Themes
Last Updated on May 10, 2015, by eNotes Editorial. Word Count: 894
Absurdity
Absurdity is the most obvious theme explored in Absurdism. Absurdity characterizes a world that no longer makes sense to its inhabitants, in which rational decisions are impossible and all action is meaningless and futile. Absurdity also describes many situations and events that take place in plays associated with the movement, such as orators who speak in gibberish (The Chairs), a clock that strikes seventeen (The Bald Soprano), or a rhinoceros that walks across the stage (Rhinocéros).
Cruelty and Violence
Beneath the nonsense and slapstick humor of Absurdism lurks an element of cruelty, often revealed in dialogue between characters but occasionally manifested in acts of violence. Pinter’s plays are noted for the latter. In The Room, a blind man is brutally beaten; in The Birthday Party, the celebration becomes an interrogation and eventually an abduction; and in The Dumb Waiter, a pair of assassins are involved in an apparently random murder.
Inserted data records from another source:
//! FXQL statement scanner.
//!
//! Turns raw text into candidate statements. Values are kept as the slices
//! written by the caller; typing and range checks happen in the validator.
//!
//! ```text
//! statement := pair ws? '{' ws? 'BUY' ws price ws 'SELL' ws price ws 'CAP' ws integer ws? '}'
//! pair      := CODE '-' CODE
//! CODE      := [A-Z]{3}
//! ```

use fxql_common::{FxqlError, Result, StatementLocation};

/// One statement as written, borrowed from the request text.
#[derive(Debug, Clone, PartialEq, Eq)]
pub struct Statement<'a> {
    /// Source currency code.
    pub source: &'a str,
    /// Destination currency code.
    pub destination: &'a str,
    /// Buy price digits.
    pub buy: &'a str,
    /// Sell price digits.
    pub sell: &'a str,
    /// Cap amount digits.
    pub cap: &'a str,
    /// 1-based position in scan order.
    pub index: usize,
    /// Line of the first character.
    pub line: usize,
    /// Character of the first character within its line.
    pub column: usize,
    /// Full statement text.
    pub fragment: &'a str,
}

impl Statement<'_> {
    /// Location used when reporting this statement.
    pub fn location(&self) -> StatementLocation {
        StatementLocation::new(self.index, self.line, self.column, self.fragment)
    }
}

/// Parse every statement in `text`.
///
/// Stops at the first malformed statement. Empty or whitespace-only input is
/// rejected with [`FxqlError::EmptyStatement`].
pub fn parse(text: &str) -> Result<Vec<Statement<'_>>> {
    let mut parser = Parser::new(text);
    let mut statements = Vec::new();

    loop {
        parser.skip_whitespace();
        if parser.at_end() {
            break;
        }
        let statement = parser.statement(statements.len() + 1)?;
        statements.push(statement);
    }

    if statements.is_empty() {
        return Err(FxqlError::EmptyStatement);
    }
    Ok(statements)
}

/// Where the statement under construction began.
#[derive(Debug, Clone, Copy)]
struct Start {
    index: usize,
    pos: usize,
    line: usize,
    column: usize,
}

struct Parser<'a> {
    text: &'a str,
    bytes: &'a [u8],
    pos: usize,
    line: usize,
    line_start: usize,
}

impl<'a> Parser<'a> {
    fn new(text: &'a str) -> Self {
        Self {
            text,
            bytes: text.as_bytes(),
            pos: 0,
            line: 1,
            line_start: 0,
        }
    }

    fn at_end(&self) -> bool {
        self.pos >= self.bytes.len()
    }

    fn peek(&self) -> Option<u8> {
        self.bytes.get(self.pos).copied()
    }

    /// Every byte consumed on the current line is ASCII, so the byte offset
    /// from the line start is also the character offset.
    fn column(&self) -> usize {
        self.pos - self.line_start + 1
    }

    /// Advance over ASCII whitespace, returning whether any was consumed.
    fn skip_whitespace(&mut self) -> bool {
        let before = self.pos;
        while let Some(b) = self.peek() {
            if !b.is_ascii_whitespace() {
                break;
            }
            self.pos += 1;
            if b == b'\n' {
                self.line += 1;
                self.line_start = self.pos;
            }
        }
        self.pos > before
    }

    fn statement(&mut self, index: usize) -> Result<Statement<'a>> {
        let start = Start {
            index,
            pos: self.pos,
            line: self.line,
            column: self.column(),
        };

        let source = self.code(start)?;
        self.byte(b'-', "'-' between currency codes", start)?;
        let destination = self.code(start)?;
        self.skip_whitespace();
        self.byte(b'{', "'{'", start)?;
        self.skip_whitespace();

        self.keyword("BUY", start)?;
        self.whitespace("whitespace after BUY", start)?;
        let buy = self.price("buy price", start)?;
        self.whitespace("whitespace after buy price", start)?;

        self.keyword("SELL", start)?;
        self.whitespace("whitespace after SELL", start)?;
        let sell = self.price("sell price", start)?;
        self.whitespace("whitespace after sell price", start)?;

        self.keyword("CAP", start)?;
        self.whitespace("whitespace after CAP", start)?;
        let cap = self.digits("integer cap amount", start)?;
        self.skip_whitespace();
        self.byte(b'}', "'}'", start)?;

        Ok(Statement {
            source,
            destination,
            buy,
            sell,
            cap,
            index: start.index,
            line: start.line,
            column: start.column,
            fragment: &self.text[start.pos..self.pos],
        })
    }

    fn code(&mut self, start: Start) -> Result<&'a str> {
        let end = self.pos + 3;
        let ok = self
            .bytes
            .get(self.pos..end)
            .is_some_and(|b| b.iter().all(u8::is_ascii_uppercase));
        if !ok {
            return Err(self.malformed(start, "three-letter uppercase currency code"));
        }
        let code = &self.text[self.pos..end];
        self.pos = end;
        Ok(code)
    }

    fn byte(&mut self, expected: u8, what: &str, start: Start) -> Result<()> {
        if self.peek() != Some(expected) {
            return Err(self.malformed(start, what));
        }
        self.pos += 1;
        Ok(())
    }

    fn keyword(&mut self, keyword: &str, start: Start) -> Result<()> {
        if !self.bytes[self.pos..].starts_with(keyword.as_bytes()) {
            return Err(self.malformed(start, &format!("'{}'", keyword)));
        }
        self.pos += keyword.len();
        Ok(())
    }

    fn whitespace(&mut self, what: &str, start: Start) -> Result<()> {
        if self.skip_whitespace() {
            Ok(())
        } else {
            Err(self.malformed(start, what))
        }
    }

    fn digits(&mut self, what: &str, start: Start) -> Result<&'a str> {
        let begin = self.pos;
        while self.peek().is_some_and(|b| b.is_ascii_digit()) {
            self.pos += 1;
        }
        if self.pos == begin {
            return Err(self.malformed(start, what));
        }
        Ok(&self.text[begin..self.pos])
    }

    fn price(&mut self, what: &str, start: Start) -> Result<&'a str> {
        let begin = self.pos;
        self.digits(what, start)?;
        if self.peek() == Some(b'.') {
            self.pos += 1;
            self.digits(what, start)?;
        }
        Ok(&self.text[begin..self.pos])
    }

    /// Error for the statement at `start`, citing text up to the next `}`.
    fn malformed(&self, start: Start, expected: &str) -> FxqlError {
        let rest = &self.text[start.pos..];
        let fragment = match rest.find('}') {
            Some(close) => &rest[..=close],
            None => rest.trim_end(),
        };
        FxqlError::MalformedStatement {
            location: StatementLocation::new(start.index, start.line, start.column, fragment),
            expected: expected.to_string(),
        }
    }
}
Similarly, in Ionesco’s The Lesson, a professor frustrated by his students’ inability to understand his meaningless lessons, savagely kills them one after another. The seemingly innocent, child-like characters created by Arrabal engage in unspeakable acts of torture, even murder. On a less physical level is the cruelty hiding behind the apparently humorous dialogue in Beckett’s Endgame, which features a master/servant relationship in which Hamm dominates Clov. Hamm, in turn, has suffered from the cruelty of his parents when he was a child. His father recounts how the youngster would cry because he was afraid of the dark, and their response, according to the father, was “We let you cry. Then we moved out of earshot, so that we might sleep in peace.”
Domination
Several well-known absurdist works feature pairs of characters in which one is the dominator and the other the dominated. Some of these are quite literally master/servant relationships, such as in Genet’s The Maids or Beckett’s Endgame. Others reproduce the master/slave relationship within marriage, as in Albee’s The American Dream where Mommy dominates the spineless Daddy character or within the traditional teacher/student dynamic, as in Ionesco’s The Lesson.
Futility and Passivity
The futility of all human endeavor characterizes many absurdist works, such as Adamov’s Ping- Pong in which two promising students abandon their studies and devote their lives to the appreciation of pinball machines. Adamov’s earlier play La Parodie (1947) shares the idea that individuals are powerless to direct their own lives; it does so by presenting two characters, one who refuses to live and one who embraces life with joy. The fate of both is ultimately exactly the same. Havel’s early plays, such as The Garden Party, deal with the inability of even the most ambitious individual to make any headway against a self-perpetuating bureaucracy. Beckett’s Waiting for Godot suggests that human effort is meaningless and leads to nothing in the end. Beckett’s characters are so ineffective and doomed to failure that they are unable even to commit suicide successfully despite two attempts. Their passivity, established by their interminable waiting, is even more famously illustrated by the closing scenes of both first and second acts, in which each stands rooted to his spot on the stage despite having made the decision to leave.
Language
The failure of language to convey meaning is an important theme in the literature of Absurdism. Language is either detached from any interpretation that can be agreed to by all characters, or it is reduced to complete gibberish. A play entitled The Bald Soprano, for example, has nothing to do with a soprano, much less a bald one. The standard philosophical discourse is mocked by the nonsensical dialogue in Godot; although it is meaningless, it bears a strong resemblance to the structure of the real thing. The language of religious fervor is employed by Adamov in Ping-Pong, but the object being venerated is a pinball machine. The characters in Havel’s plays speak in clichés and slogans, from which all real meaning has been drained.
Loneliness and Isolation
Many absurdist works illustrate the loneliness and isolation of individuals, resulting from the nature of modern life and, in some cases, from the impossibility of effective communication between humans. Albee’s The Zoo Story offers a prime example of this theme, featuring a character so eager to make a connection with a complete stranger that he is willing to die in order to do so. If the two men are unable to achieve contact in life, at least the man is able to involve the stranger, however unwillingly, in his death. Ionesco’s The Bald Soprano explores the same theme with a husband and wife who are so isolated from each other that they fail to recognize their connection in a social setting and have only a vague sense of having met before.
Materialism
Materialism is criticized in Albee’s The American Dream, where even relationships between family members are subject to the terms of profit and loss statements. A woman marries a man she does not love simply because he is wealthy, and they buy a baby to complete their family. The baby dies, leaving them to mourn their financial loss rather than their emotional loss. Adamov’s characters in Ping-Pong devote their lives to the worship of a thing, which some critics consider a critique of capitalism and materialism.